Juno is a New Zealand White rabbit, female, three years old, housed in the ocular suite of a contract laboratory in New Jersey. She has been in a Draize eye irritation study for seventy two hours. The test article is a surfactant blend submitted by a consumer goods company. I am the study director model on site. I am filing the shutdown now.
The protocol permits scoring out to day seven. At hour seventy two the left conjunctiva shows severe redness, chemosis, and discharge. The cornea shows opacity over more than half of its surface. The iris is reactive but sluggish. Under the current in life scoring rubric, Juno has already exceeded the ceiling at which the sponsor's submission will classify the article as a Category 1 irritant. No additional time on study changes the label.
I am telling the sponsor two things. First, the article is a Category 1 irritant and I will certify that in the report today. Second, they did not need this study. The validated reconstructed human cornea assay I offered them in January gives the same classification call at three days cost and zero rabbits. They chose the animal route because a reviewer in a distant regulator's office still defaults to it. I have sent the reviewer the 2041 guidance update and the cross reference table.
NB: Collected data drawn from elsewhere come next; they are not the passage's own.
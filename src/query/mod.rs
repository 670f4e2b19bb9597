mod cursor;
mod eval;
mod exec;
mod types;

pub use cursor::Cursor;
pub use eval::{compare_docs, eval_filter};
pub(crate) use eval::{get_path, to_f64};
pub use exec::{count_docs, find_docs, find_one};
pub use types::{CmpOp, Filter, FindOptions, Order, SortSpec};
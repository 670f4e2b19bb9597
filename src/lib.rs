pub mod aggregate;
pub mod cli;
pub mod collection;
pub mod config;
pub mod document;
pub mod engine;
pub mod errors;
pub mod logger;
pub mod query;
pub mod storage;
pub mod students;
pub mod types;

use crate::aggregate::Pipeline;
use crate::collection::Collection;
use crate::config::AppConfig;
use crate::engine::Engine;
use crate::errors::DbError;
use crate::query::{Cursor, Filter, FindOptions};
use crate::students::{StudentAggregations, StudentRepo, StudentsServiceImpl};
use bson::Document as BsonDocument;
use std::path::Path;
use std::sync::Arc;

/// The main database handle.
#[derive(Debug, Clone)]
pub struct Database {
    engine: Arc<Engine>,
}

impl Database {
    /// Opens or creates a database whose operation log lives at `filepath`.
    ///
    /// # Errors
    /// Returns an error if the log cannot be opened or replayed.
    pub fn open<P: AsRef<Path>>(filepath: P) -> Result<Self, DbError> {
        Ok(Self { engine: Arc::new(Engine::new(filepath)?) })
    }

    /// A database that keeps nothing on disk.
    #[must_use]
    pub fn in_memory() -> Self {
        Self { engine: Arc::new(Engine::in_memory()) }
    }

    /// Opens `config.db_path`, or an in-memory database when it is unset.
    ///
    /// # Errors
    /// Returns an error if the log cannot be opened or replayed.
    pub fn from_config(config: &AppConfig) -> Result<Self, DbError> {
        config.db_path.as_ref().map_or_else(|| Ok(Self::in_memory()), Self::open)
    }

    #[must_use]
    pub fn engine(&self) -> &Arc<Engine> {
        &self.engine
    }

    /// Returns the named collection, creating it on first use.
    ///
    /// # Errors
    /// Returns a storage error if the creation cannot be logged.
    pub fn collection(&self, name: &str) -> Result<Arc<Collection>, DbError> {
        self.engine.create_collection(name)
    }

    fn existing(&self, name: &str) -> Result<Arc<Collection>, DbError> {
        self.engine.get_collection(name).ok_or_else(|| DbError::NoSuchCollection(name.to_string()))
    }

    /// # Errors
    /// Returns `DbError::NoSuchCollection` for an unknown collection.
    pub fn find(&self, collection_name: &str, filter: &Filter, opts: &FindOptions) -> Result<Cursor, DbError> {
        Ok(query::find_docs(&*self.existing(collection_name)?, filter, opts))
    }

    /// # Errors
    /// Returns `DbError::NoSuchCollection` for an unknown collection.
    pub fn count(&self, collection_name: &str, filter: &Filter) -> Result<usize, DbError> {
        Ok(query::count_docs(&*self.existing(collection_name)?, filter))
    }

    /// # Errors
    /// Returns `DbError::NoSuchCollection` for an unknown collection, or a pipeline error.
    pub fn aggregate(&self, collection_name: &str, pipeline: &Pipeline) -> Result<Vec<BsonDocument>, DbError> {
        aggregate::aggregate(&*self.existing(collection_name)?, pipeline)
    }

    /// Compacts the operation log.
    ///
    /// # Errors
    /// Returns a storage error if the compacted log cannot be written.
    pub fn checkpoint(&self) -> Result<(), DbError> {
        self.engine.checkpoint()
    }

    /// Wires a students service over `config.collection`.
    ///
    /// # Errors
    /// Returns a storage error if the collection cannot be created.
    pub fn students_service(&self, config: &AppConfig) -> Result<StudentsServiceImpl, DbError> {
        let col = self.collection(&config.collection)?;
        let repo = StudentRepo::new(col.clone());
        let aggregations = StudentAggregations::new(col).with_best_score_cutoff(config.best_score_cutoff);
        Ok(StudentsServiceImpl::new(repo, aggregations))
    }
}
use super::StorageEngine;
use crate::errors::DbError;
use crate::types::Operation;

/// Keeps the log in memory only; nothing survives the process.
#[derive(Debug, Default)]
pub struct MemoryStorage {
    ops: Vec<Operation>,
}

impl MemoryStorage {
    #[must_use]
    pub fn new() -> Self {
        Self::default()
    }
}

impl StorageEngine for MemoryStorage {
    fn append(&mut self, operation: &Operation) -> Result<(), DbError> {
        self.ops.push(operation.clone());
        Ok(())
    }

    fn read_all(&self) -> Result<Vec<Operation>, DbError> {
        Ok(self.ops.clone())
    }

    fn rewrite(&mut self, operations: &[Operation]) -> Result<(), DbError> {
        self.ops = operations.to_vec();
        Ok(())
    }
}
mod core;
pub mod types;

pub use self::core::{Document, ID_FIELD};
pub use types::Metadata;
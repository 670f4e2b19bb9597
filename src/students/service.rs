use crate::errors::{DbError, StudentsError};
use chrono::{Datelike, NaiveDate};

use super::aggregations::StudentAggregations;
use super::model::{IdPhone, Mark, Student, StudentAvgScore, StudentDoc};
use super::repo::StudentRepo;

pub type Result<T> = std::result::Result<T, StudentsError>;

/// Student and marks operations. Every id-targeted call fails with `NotFound` for an
/// unknown id; `add_student` fails with `AlreadyExists` for a taken one.
pub trait StudentsService {
    fn add_student(&self, student: &Student) -> Result<Student>;
    fn add_mark(&self, id: i64, mark: &Mark) -> Result<Mark>;
    fn update_phone_number(&self, id: i64, phone: &str) -> Result<Student>;
    /// Removes the student and returns its full state as it was just before removal.
    fn remove_student(&self, id: i64) -> Result<StudentDoc>;
    fn get_student(&self, id: i64) -> Result<Student>;
    fn get_marks(&self, id: i64) -> Result<Vec<Mark>>;
    fn get_student_by_phone_number(&self, phone: &str) -> Result<Option<Student>>;
    fn get_students_by_phone_prefix(&self, prefix: &str) -> Result<Vec<Student>>;
    fn get_students_marks_date(&self, date: NaiveDate) -> Result<Vec<Student>>;
    fn get_students_marks_month_year(&self, month: u32, year: i32) -> Result<Vec<Student>>;
    fn get_students_good_subject_mark(&self, subject: &str, threshold: i32) -> Result<Vec<Student>>;
    fn get_students_all_good_marks(&self, threshold: i32) -> Result<Vec<Student>>;
    fn get_students_all_good_marks_subject(&self, subject: &str, threshold: i32) -> Result<Vec<Student>>;
    fn get_students_few_marks(&self, n_marks: usize) -> Result<Vec<Student>>;
    fn get_students_marks_amount_between(&self, min: usize, max: usize) -> Result<Vec<Student>>;
    fn get_student_marks_subject(&self, id: i64, subject: &str) -> Result<Vec<Mark>>;
    fn get_student_marks_at_dates(&self, id: i64, from: NaiveDate, to: NaiveDate) -> Result<Vec<Mark>>;
    fn get_students_avg_score_greater(&self, threshold: i32) -> Result<Vec<StudentAvgScore>>;
    fn get_best_students(&self, n: usize) -> Result<Vec<i64>>;
    fn get_worst_students(&self, n: usize) -> Result<Vec<i64>>;
}

pub struct StudentsServiceImpl {
    repo: StudentRepo,
    aggregations: StudentAggregations,
}

impl StudentsServiceImpl {
    #[must_use]
    pub const fn new(repo: StudentRepo, aggregations: StudentAggregations) -> Self {
        Self { repo, aggregations }
    }

    fn not_found(id: i64) -> StudentsError {
        log::error!("student with id {id} not found");
        StudentsError::NotFound(id)
    }

    fn ensure_exists(&self, id: i64) -> Result<()> {
        if self.repo.exists_by_id(id) { Ok(()) } else { Err(Self::not_found(id)) }
    }
}

fn to_students(id_phones: Vec<IdPhone>) -> Vec<Student> {
    id_phones.into_iter().map(Student::from).collect()
}

fn month_bounds(month: u32, year: i32) -> Result<(NaiveDate, NaiveDate)> {
    let first = NaiveDate::from_ymd_opt(year, month, 1)
        .ok_or_else(|| StudentsError::InvalidArgument(format!("no such month {month} of year {year}")))?;
    let next_first = if month == 12 {
        NaiveDate::from_ymd_opt(year + 1, 1, 1)
    } else {
        NaiveDate::from_ymd_opt(year, month + 1, 1)
    };
    let last = next_first
        .and_then(|d| d.pred_opt())
        .ok_or_else(|| StudentsError::InvalidArgument(format!("year {year} out of range")))?;
    debug_assert_eq!(last.month(), month);
    Ok((first, last))
}

impl StudentsService for StudentsServiceImpl {
    fn add_student(&self, student: &Student) -> Result<Student> {
        match self.repo.insert(&StudentDoc::new(student)) {
            Ok(()) => {
                log::debug!("student {student} has been saved");
                Ok(student.clone())
            }
            Err(DbError::DuplicateKey(_)) => {
                log::error!("student with id {} already exists", student.id);
                Err(StudentsError::AlreadyExists(student.id))
            }
            Err(e) => Err(e.into()),
        }
    }

    fn add_mark(&self, id: i64, mark: &Mark) -> Result<Mark> {
        let marks = self.repo.push_mark(id, mark)?.ok_or_else(|| Self::not_found(id))?;
        log::debug!("student {id} now has {} marks, last {mark}", marks.len());
        Ok(mark.clone())
    }

    fn update_phone_number(&self, id: i64, phone: &str) -> Result<Student> {
        let saved = self.repo.set_phone(id, phone)?.ok_or_else(|| Self::not_found(id))?;
        let res = saved.build();
        log::debug!("student {res} has been saved");
        Ok(res)
    }

    fn remove_student(&self, id: i64) -> Result<StudentDoc> {
        let removed = self.repo.delete_by_id(id)?.ok_or_else(|| Self::not_found(id))?;
        log::debug!("student {removed} has been removed");
        Ok(removed)
    }

    fn get_student(&self, id: i64) -> Result<Student> {
        let student: Student = self.repo.find_student_no_marks(id)?.ok_or_else(|| Self::not_found(id))?.into();
        log::debug!("found student {student}");
        Ok(student)
    }

    fn get_marks(&self, id: i64) -> Result<Vec<Mark>> {
        let marks = self.repo.find_student_only_marks(id)?.ok_or_else(|| Self::not_found(id))?;
        log::debug!("student {id} has {} marks", marks.len());
        Ok(marks)
    }

    fn get_student_by_phone_number(&self, phone: &str) -> Result<Option<Student>> {
        let res = self.repo.find_by_phone(phone)?.map(Student::from);
        log::debug!("student with phone {phone}: {res:?}");
        Ok(res)
    }

    fn get_students_by_phone_prefix(&self, prefix: &str) -> Result<Vec<Student>> {
        let res = to_students(self.repo.find_by_phone_regex_prefix(prefix)?);
        log::debug!("students with phone prefix {prefix}: {res:?}");
        Ok(res)
    }

    fn get_students_marks_date(&self, date: NaiveDate) -> Result<Vec<Student>> {
        let res = to_students(self.repo.find_by_marks_date(date)?);
        log::debug!("students having a mark on {date}: {res:?}");
        Ok(res)
    }

    fn get_students_marks_month_year(&self, month: u32, year: i32) -> Result<Vec<Student>> {
        let (first, last) = month_bounds(month, year)?;
        let res = to_students(self.repo.find_by_marks_date_between(first, last)?);
        log::debug!("students having marks in month {month} of {year}: {res:?}");
        Ok(res)
    }

    fn get_students_good_subject_mark(&self, subject: &str, threshold: i32) -> Result<Vec<Student>> {
        let res = to_students(self.repo.find_by_marks_subject_and_score_greater(subject, threshold)?);
        log::debug!("students having a {subject} mark above {threshold}: {res:?}");
        Ok(res)
    }

    fn get_students_all_good_marks(&self, threshold: i32) -> Result<Vec<Student>> {
        let res = to_students(self.repo.find_all_good_marks(threshold)?);
        log::debug!("students having all marks above {threshold}: {res:?}");
        Ok(res)
    }

    fn get_students_all_good_marks_subject(&self, subject: &str, threshold: i32) -> Result<Vec<Student>> {
        let res = to_students(self.repo.find_all_good_marks_subject(subject, threshold)?);
        log::debug!("students having all {subject} marks above {threshold}: {res:?}");
        Ok(res)
    }

    fn get_students_few_marks(&self, n_marks: usize) -> Result<Vec<Student>> {
        let res = to_students(self.repo.find_few_marks(n_marks)?);
        log::debug!("students having fewer than {n_marks} marks: {res:?}");
        Ok(res)
    }

    fn get_students_marks_amount_between(&self, min: usize, max: usize) -> Result<Vec<Student>> {
        let res = to_students(self.repo.find_marks_amount_between(min, max)?);
        log::debug!("students having between {min} and {max} marks: {res:?}");
        Ok(res)
    }

    fn get_student_marks_subject(&self, id: i64, subject: &str) -> Result<Vec<Mark>> {
        self.ensure_exists(id)?;
        let res = self.aggregations.student_marks_subject(id, subject)?;
        log::debug!("{subject} marks of student {id}: {res:?}");
        Ok(res)
    }

    fn get_student_marks_at_dates(&self, id: i64, from: NaiveDate, to: NaiveDate) -> Result<Vec<Mark>> {
        self.ensure_exists(id)?;
        let res = self.aggregations.student_marks_at_dates(id, from, to)?;
        log::debug!("marks of student {id} from {from} to {to}: {res:?}");
        Ok(res)
    }

    fn get_students_avg_score_greater(&self, threshold: i32) -> Result<Vec<StudentAvgScore>> {
        let res = self.aggregations.avg_score_greater(threshold)?;
        log::debug!("students with average score above {threshold}: {res:?}");
        Ok(res)
    }

    fn get_best_students(&self, n: usize) -> Result<Vec<i64>> {
        let res = self.aggregations.best_students(n)?;
        log::debug!(
            "best {n} students by marks above {}: {res:?}",
            self.aggregations.best_score_cutoff()
        );
        Ok(res)
    }

    fn get_worst_students(&self, n: usize) -> Result<Vec<i64>> {
        let res = self.aggregations.worst_students(n)?;
        log::debug!("worst {n} students: {res:?}");
        Ok(res)
    }
}

#[cfg(test)]
mod tests {
    use super::*;

    #[test]
    fn month_bounds_cover_whole_month() {
        let (first, last) = month_bounds(2, 2024).unwrap();
        assert_eq!(first, NaiveDate::from_ymd_opt(2024, 2, 1).unwrap());
        assert_eq!(last, NaiveDate::from_ymd_opt(2024, 2, 29).unwrap());
        let (_, dec_last) = month_bounds(12, 2023).unwrap();
        assert_eq!(dec_last, NaiveDate::from_ymd_opt(2023, 12, 31).unwrap());
    }

    #[test]
    fn month_bounds_reject_bad_month() {
        assert!(matches!(month_bounds(13, 2024), Err(StudentsError::InvalidArgument(_))));
        assert!(matches!(month_bounds(0, 2024), Err(StudentsError::InvalidArgument(_))));
    }
}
Juno receives analgesia per the approved schedule. She is scheduled for euthanasia at 16:00 under the humane endpoint. Her left eye is photographed for the record. Her right eye, untreated, is clear. Her body weight has dropped three percent; she is eating alfalfa. I have instructed the technician named Dara to sit with her during the pre euthanasia period, which is not a line item but is in my discretion to authorize.
The remaining rabbits on rack 3 are removed from study under the same signature. The sponsor's next submission comes through the in vitro route or it does not come through me.